Attention à ne pas se tromper : cette optique n’est pas chez lui une « spiritualité populaire condescendante », et encore moins un messianisme à la mode marxiste. Mais le constat qu’il existe des « traces de Dieu » parmi le peuple, précise le Père Secondin. Et dont il revient aux pasteurs d’être les gardiens, d’accompagner leurs brebis, d’en sentir l’odeur, pour reprendre une des expressions favorites du pape. C’est aussi ce fameux « sensus fidei » qui, durant des périodes troublées de l’Histoire, comme au IVe siècle face à l’hérésie arienne, a permis de conserver la foi en regroupant le peuple chrétien autour de grands confesseurs de la foi comme saint Athanase ou saint Hilaire de Poitiers, « qui auraient faibli sans ce soutien », analysait en son temps le cardinal Newman.
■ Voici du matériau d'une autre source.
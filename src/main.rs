//! Neon Apex headless runner
//!
//! Plays a seeded session on autopilot without a window. Useful for balance
//! checks and for reproducing a run from its seed.
//!
//! Usage: neon-apex [--seed N] [--frames N] [--tuning PATH] [--settings PATH] [--events]

#[cfg(not(target_arch = "wasm32"))]
use std::io::Write;

#[cfg(not(target_arch = "wasm32"))]
use neon_apex::{
    Settings, Tuning,
    audio::{AudioManager, SoundSink, Tone},
    renderer,
    sim::{GameState, TickInput, tick},
    ui::Hud,
};

#[cfg(not(target_arch = "wasm32"))]
const DEFAULT_FRAMES: u64 = 60 * 60 * 3;

#[cfg(not(target_arch = "wasm32"))]
#[derive(Debug)]
struct Options {
    seed: u64,
    frames: u64,
    tuning: Option<String>,
    settings: Option<String>,
    events: bool,
}

#[cfg(not(target_arch = "wasm32"))]
impl Options {
    fn parse(mut args: impl Iterator<Item = String>) -> Result<Self, String> {
        let mut opts = Options {
            seed: 0,
            frames: DEFAULT_FRAMES,
            tuning: None,
            settings: None,
            events: false,
        };
        while let Some(arg) = args.next() {
            match arg.as_str() {
                "--seed" => opts.seed = parse_number(&arg, args.next())?,
                "--frames" => opts.frames = parse_number(&arg, args.next())?,
                "--tuning" => opts.tuning = Some(args.next().ok_or("--tuning needs a path")?),
                "--settings" => opts.settings = Some(args.next().ok_or("--settings needs a path")?),
                "--events" => opts.events = true,
                other => return Err(format!("unknown argument: {other}")),
            }
        }
        Ok(opts)
    }
}

#[cfg(not(target_arch = "wasm32"))]
fn parse_number(flag: &str, value: Option<String>) -> Result<u64, String> {
    let value = value.ok_or_else(|| format!("{flag} needs a value"))?;
    value
        .parse()
        .map_err(|err| format!("invalid value for {flag}: {value} ({err})"))
}

/// Counts tones instead of synthesizing them
#[cfg(not(target_arch = "wasm32"))]
#[derive(Default)]
struct ToneCounter {
    played: usize,
}

#[cfg(not(target_arch = "wasm32"))]
impl SoundSink for ToneCounter {
    fn play_tone(&mut self, _tone: &Tone, _volume: f32) {
        self.played += 1;
    }
}

#[cfg(not(target_arch = "wasm32"))]
fn main() {
    env_logger::init();

    let opts = match Options::parse(std::env::args().skip(1)) {
        Ok(opts) => opts,
        Err(err) => {
            eprintln!("{err}");
            eprintln!(
                "usage: neon-apex [--seed N] [--frames N] [--tuning PATH] [--settings PATH] [--events]"
            );
            std::process::exit(2);
        }
    };

    let tuning = match &opts.tuning {
        Some(path) => match Tuning::load(path) {
            Ok(tuning) => tuning,
            Err(err) => {
                log::error!("Failed to load tuning {path}: {err}");
                std::process::exit(1);
            }
        },
        None => Tuning::default(),
    };
    let settings = opts
        .settings
        .as_deref()
        .map(Settings::load)
        .unwrap_or_default();

    log::info!(
        "Neon Apex (headless) starting: seed {}, {} frames",
        opts.seed,
        opts.frames
    );

    let mut state = GameState::new(opts.seed, tuning);
    let mut hud = Hud::default();
    let mut audio = AudioManager::from_settings(&settings);
    let mut sink = ToneCounter::default();
    let stdout = std::io::stdout();
    let mut out = stdout.lock();

    for frame in 0..opts.frames {
        let input = TickInput {
            start: frame == 0,
            idle_mode: true,
            ..TickInput::default()
        };
        tick(&mut state, &input);

        let events = state.drain_events();
        let now_ms = state.time_ticks as f64 * 1000.0 / 60.0;
        audio.dispatch(&events, now_ms, &mut sink);
        hud.apply_all(&events);

        if opts.events {
            for event in &events {
                match serde_json::to_string(event) {
                    Ok(line) => {
                        if writeln!(out, "{line}").is_err() {
                            return;
                        }
                    }
                    Err(err) => log::warn!("Failed to encode event: {err}"),
                }
            }
        }

        if state.is_over() {
            break;
        }
    }

    let vertices = renderer::build_frame(&state, &settings);
    log::info!(
        "Finished after {} frames: score {}, weapon {}, phase {:?}, {} tones, {} vertices in last frame",
        state.time_ticks,
        hud.score,
        hud.weapon_label(),
        state.phase,
        sink.played,
        vertices.len()
    );
    if !opts.events {
        println!(
            "score={} weapon_level={} frames={} game_over={}",
            state.score,
            state.agent.weapon_level,
            state.time_ticks,
            state.is_over()
        );
    }
}

#[cfg(target_arch = "wasm32")]
fn main() {
    // Browser hosts drive the library directly
}
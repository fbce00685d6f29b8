//! Frame-driven simulation module
//!
//! All gameplay logic lives here. This module must stay free of platform code:
//! - One `tick` per frame, driven by whatever scheduler the host uses
//! - Seeded RNG only
//! - Collections iterate in spawn order
//! - No rendering or audio dependencies; collaborators consume `GameEvent`s

pub mod collision;
pub mod input;
pub mod spawn;
pub mod state;
pub mod tick;
pub mod weapon;

pub use collision::{Aabb, overlaps_with_tolerance};
pub use input::{PointerState, TickInput, autopilot};
pub use spawn::{Spawn, SpawnDirector, spawn_rate};
pub use state::{
    Agent, GameEvent, GamePhase, GameState, Hostile, MAX_BURST, Particle, ParticleKind,
    ParticleSystem, Pickup, PickupKind, Projectile, SoundEffect, Star,
};
pub use tick::tick;
pub use weapon::{FirePattern, Shot, fire_pattern, projectile_count, shot_damage};
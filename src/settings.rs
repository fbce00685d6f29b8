//! Host preferences
//!
//! Persisted separately from tuning as a small JSON file. These never change
//! gameplay; they only affect how the host presents a session.

use std::path::Path;

use serde::{Deserialize, Serialize};

/// Game settings/preferences
#[derive(Debug, Clone, PartialEq, Serialize, Deserialize)]
#[serde(default)]
pub struct Settings {
    // === Visual Effects ===
    /// Screen shake on shielded impacts
    pub screen_shake: bool,
    /// Particle effects (explosions, sparks, rings)
    pub particles: bool,
    /// Background starfield
    pub starfield: bool,

    // === HUD ===
    /// Show FPS counter
    pub show_fps: bool,

    // === Audio ===
    /// Master volume (0.0 - 1.0)
    pub master_volume: f32,
    /// Sound effects volume (0.0 - 1.0)
    pub sfx_volume: f32,
    pub muted: bool,
}

impl Default for Settings {
    fn default() -> Self {
        Self {
            screen_shake: true,
            particles: true,
            starfield: true,

            show_fps: false,

            master_volume: 0.8,
            sfx_volume: 1.0,
            muted: false,
        }
    }
}

impl Settings {
    /// Load settings from a JSON file, falling back to defaults
    pub fn load(path: impl AsRef<Path>) -> Self {
        let path = path.as_ref();
        match std::fs::read_to_string(path) {
            Ok(json) => match serde_json::from_str(&json) {
                Ok(settings) => {
                    log::info!("Loaded settings from {}", path.display());
                    settings
                }
                Err(err) => {
                    log::warn!("Ignoring malformed settings {}: {}", path.display(), err);
                    Self::default()
                }
            },
            Err(err) if err.kind() == std::io::ErrorKind::NotFound => {
                log::info!("Using default settings");
                Self::default()
            }
            Err(err) => {
                log::warn!("Cannot read settings {}: {}", path.display(), err);
                Self::default()
            }
        }
    }

    /// Save settings as pretty JSON
    pub fn save(&self, path: impl AsRef<Path>) -> std::io::Result<()> {
        let json = serde_json::to_string_pretty(self)?;
        std::fs::write(path.as_ref(), json)?;
        log::info!("Settings saved");
        Ok(())
    }
}
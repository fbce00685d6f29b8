//! Neon Apex - A vertical arcade shooter
//!
//! Core modules:
//! - `sim`: Frame-driven simulation (entities, collisions, spawning, weapons)
//! - `renderer`: Draw contract producing vertex lists for the host
//! - `audio`: Rate-limited sound dispatch for simulation events
//! - `tuning`: Data-driven game balance
//! - `ui`: HUD state fed by simulation events

pub mod audio;
pub mod renderer;
pub mod settings;
pub mod sim;
pub mod tuning;
pub mod ui;

pub use settings::Settings;
pub use tuning::{Tuning, TuningError};

/// Packed RGB colors shared by the simulation and the renderer
pub mod palette {
    pub const HOSTILE: u32 = 0xFF0033;
    pub const WHITE: u32 = 0xFFFFFF;
    pub const CYAN: u32 = 0x00FFFF;
    pub const PURPLE: u32 = 0xDD00FF;
    pub const YELLOW: u32 = 0xFFFF00;
    pub const TEAL: u32 = 0x00AAAA;
    pub const RED: u32 = 0xFF0033;

    /// Unpack a 0xRRGGBB color into normalized RGBA
    #[inline]
    pub fn to_rgba(color: u32, alpha: f32) -> [f32; 4] {
        let r = ((color >> 16) & 0xFF) as f32 / 255.0;
        let g = ((color >> 8) & 0xFF) as f32 / 255.0;
        let b = (color & 0xFF) as f32 / 255.0;
        [r, g, b, alpha]
    }
}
De la même façon, les appels répétés du pape à la pauvreté ne sont pas à entendre uniquement en termes de « pauvreté sociologique », même si elle n’en est pas exclue. Mais aussi en une pauvreté qui constitue le « centre de l’Évangile », a-t-il affirmé récemment : « la pauvreté de Jésus ». Pas uniquement un impératif humanitaire, mais une nécessité « pour la foi » elle-même, commente Andrea Tornielli.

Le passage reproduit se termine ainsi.